== YOUR GOAL ==
Reproduce verbatim the final portion of the material below, from the line containing "pub mod suggestions;" through its last line, and nothing else.

════════

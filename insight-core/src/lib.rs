//! Search and filter orchestration for the Insight knowledge marketplace.
//!
//! The crate keeps a free-text query, a dozen interacting facet filters,
//! pagination, taxonomy pickers and the address bar consistent with each
//! other while issuing as few requests as possible:
//!
//! - [`text`]: Arabic-aware normalization and fuzzy highlighting.
//! - [`debounce`] and [`coordinator`]: quiet-period timers and
//!   last-writer-wins request lanes.
//! - [`taxonomy`]: industry/ISIC/HS tree flattening, search and caching.
//! - [`filters`] and [`search`]: pure reducers over the session state.
//! - [`url_state`]: address-bar persistence.
//! - [`suggestions`]: the autocomplete visibility machine.
//! - [`orchestrator`]: the session that wires all of the above to a
//!   [`SearchApi`](insight_contracts::SearchApi).
//! - [`client`]: the HTTP implementation of that API.
#![allow(missing_docs)]

pub mod client;
pub mod coordinator;
pub mod debounce;
pub mod filters;
pub mod orchestrator;
pub mod search;
pub mod suggestions;
pub mod taxonomy;
pub mod text;
pub mod url_state;

pub use client::HttpSearchApi;
pub use coordinator::{Channel, PendingRequestToken, RequestCoordinator};
pub use debounce::Debouncer;
pub use filters::FilterAction;
pub use orchestrator::{Collaborators, SearchOrchestrator};
pub use search::SearchAction;
pub use suggestions::{EnterOutcome, SuggestionEngine, SuggestionState, Visibility};
pub use taxonomy::{TaxonomyCache, TaxonomyError, TaxonomyIndex, TaxonomySet};
pub use text::{Highlighted, MatchSpan, fuzzy_match, highlight, normalize};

════════

== ANSWER TO THIS PROBLEM ==
pub mod suggestions;
pub mod taxonomy;
pub mod text;
pub mod url_state;

pub use client::HttpSearchApi;
pub use coordinator::{Channel, PendingRequestToken, RequestCoordinator};
pub use debounce::Debouncer;
pub use filters::FilterAction;
pub use orchestrator::{Collaborators, SearchOrchestrator};
pub use search::SearchAction;
pub use suggestions::{EnterOutcome, SuggestionEngine, SuggestionState, Visibility};
pub use taxonomy::{TaxonomyCache, TaxonomyError, TaxonomyIndex, TaxonomySet};
pub use text::{Highlighted, MatchSpan, fuzzy_match, highlight, normalize};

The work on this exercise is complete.